A key consideration in the test of proportionality is how important the limitation might be. The purpose of stopping the spread of COVID-19 is vitally important. But a more precise way of phrasing the purpose of most restrictions is to “stop the risk of the spread of COVID-19”.
For example, the quarantining of a person known to have COVID-19 contains spread, whereas the quarantining of someone who might have it contains risk. As it is impossible to know who might have COVID-19, it may be assumed that containment of spread is the same as containment of risk. But is this so? Not all risks are the same.
Consider the following example. Most Australian states and territories have imposed border restrictions (of varying degrees of strictness and geographic impact) to stop infections from being introduced from interstate.

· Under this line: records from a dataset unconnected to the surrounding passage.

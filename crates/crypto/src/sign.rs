//! BIP-62 compact recoverable ECDSA signatures.
//!
//! `sign` produces 65 bytes (1-byte recovery id ∥ 64-byte compact
//! signature); `recover` yields the public key that produced a
//! signature over a given digest, without the verifier needing to
//! already know which key to check against.

use secp256k1::ecdsa::{RecoverableSignature, RecoveryId};
use secp256k1::{Message, Secp256k1};

use crate::error::{CryptoError, Result};
use crate::keys::{PrivateKey, PublicKey};

pub const SIGNATURE_LEN: usize = 65;
pub type Signature = [u8; SIGNATURE_LEN];

/// Sign a 32-byte digest, producing a recovery-id-prefixed compact
/// signature.
pub fn sign(prv: &PrivateKey, digest: &[u8; 32]) -> Result<Signature> {
    let secp = Secp256k1::new();
    let message =
        Message::from_digest_slice(digest).map_err(|e| CryptoError::KeyParseFailed(e.to_string()))?;
    let recoverable = secp.sign_ecdsa_recoverable(&message, &prv.0);
    let (recovery_id, compact) = recoverable.serialize_compact();

    let mut sig = [0u8; SIGNATURE_LEN];
    sig[0] = recovery_id.to_i32() as u8;
    sig[1..].copy_from_slice(&compact);
    Ok(sig)
}

/// Recover the public key that produced `sig` over `digest`.
pub fn recover(sig: &Signature, digest: &[u8; 32]) -> Result<PublicKey> {
    let secp = Secp256k1::new();
    let message =
        Message::from_digest_slice(digest).map_err(|e| CryptoError::KeyParseFailed(e.to_string()))?;
    let recovery_id = RecoveryId::from_i32(sig[0] as i32)
        .map_err(|e| CryptoError::RecoveryFailed(e.to_string()))?;
    let recoverable = RecoverableSignature::from_compact(&sig[1..], recovery_id)
        .map_err(|e| CryptoError::RecoveryFailed(e.to_string()))?;
    let public = secp
        .recover_ecdsa(&message, &recoverable)
        .map_err(|e| CryptoError::RecoveryFailed(e.to_string()))?;
    Ok(PublicKey(public))
}

/// Recover and check the result matches `expected`.
pub fn verify(sig: &Signature, digest: &[u8; 32], expected: &PublicKey) -> Result<()> {
    let recovered = recover(sig, digest)?;
    if &recovered == expected {
        Ok(())
    } else {
        Err(CryptoError::SignatureInvalid)
    }
}

#[cfg(test)]
mod tests {
    use super::*;
    use crate::hash::hash;
    use crate::keys::Identity;

    #[test]
    fn sign_then_recover_yields_signer() {
        let id = Identity::generate();
        let digest = hash(b"hello indra");

        let sig = sign(&id.private, &digest).unwrap();
        let recovered = recover(&sig, &digest).unwrap();

        assert_eq!(recovered, id.public);
    }

    #[test]
    fn verify_rejects_wrong_key() {
        let id = Identity::generate();
        let other = Identity::generate();
        let digest = hash(b"hello indra");

        let sig = sign(&id.private, &digest).unwrap();
        assert!(verify(&sig, &digest, &other.public).is_err());
    }

    #[test]
    fn verify_rejects_tampered_digest() {
        let id = Identity::generate();
        let digest = hash(b"hello indra");
        let other_digest = hash(b"goodbye indra");

        let sig = sign(&id.private, &digest).unwrap();
        assert!(verify(&sig, &other_digest, &id.public).is_err());
    }
}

These measures restrict freedom of movement and forcibly separate families and friends.
Sarah Caisip is a Canberra woman who was unable to attend her father’s funeral and comfort her family in Queensland. She was refused an exemption from hotel quarantine due to the potential risk that she might introduce infection to Queensland. Was this a breach of her right to family life?
The ACT has not recorded a positive COVID diagnosis for months. The risk posed by Caisip is tiny: there is virtually no chance she has COVID-19. So the chance she would transmit the virus and cause a serious or catastrophic outbreak was infinitesimal. The problem is every single catastrophic outbreak, anywhere, has logically been sparked by a single case.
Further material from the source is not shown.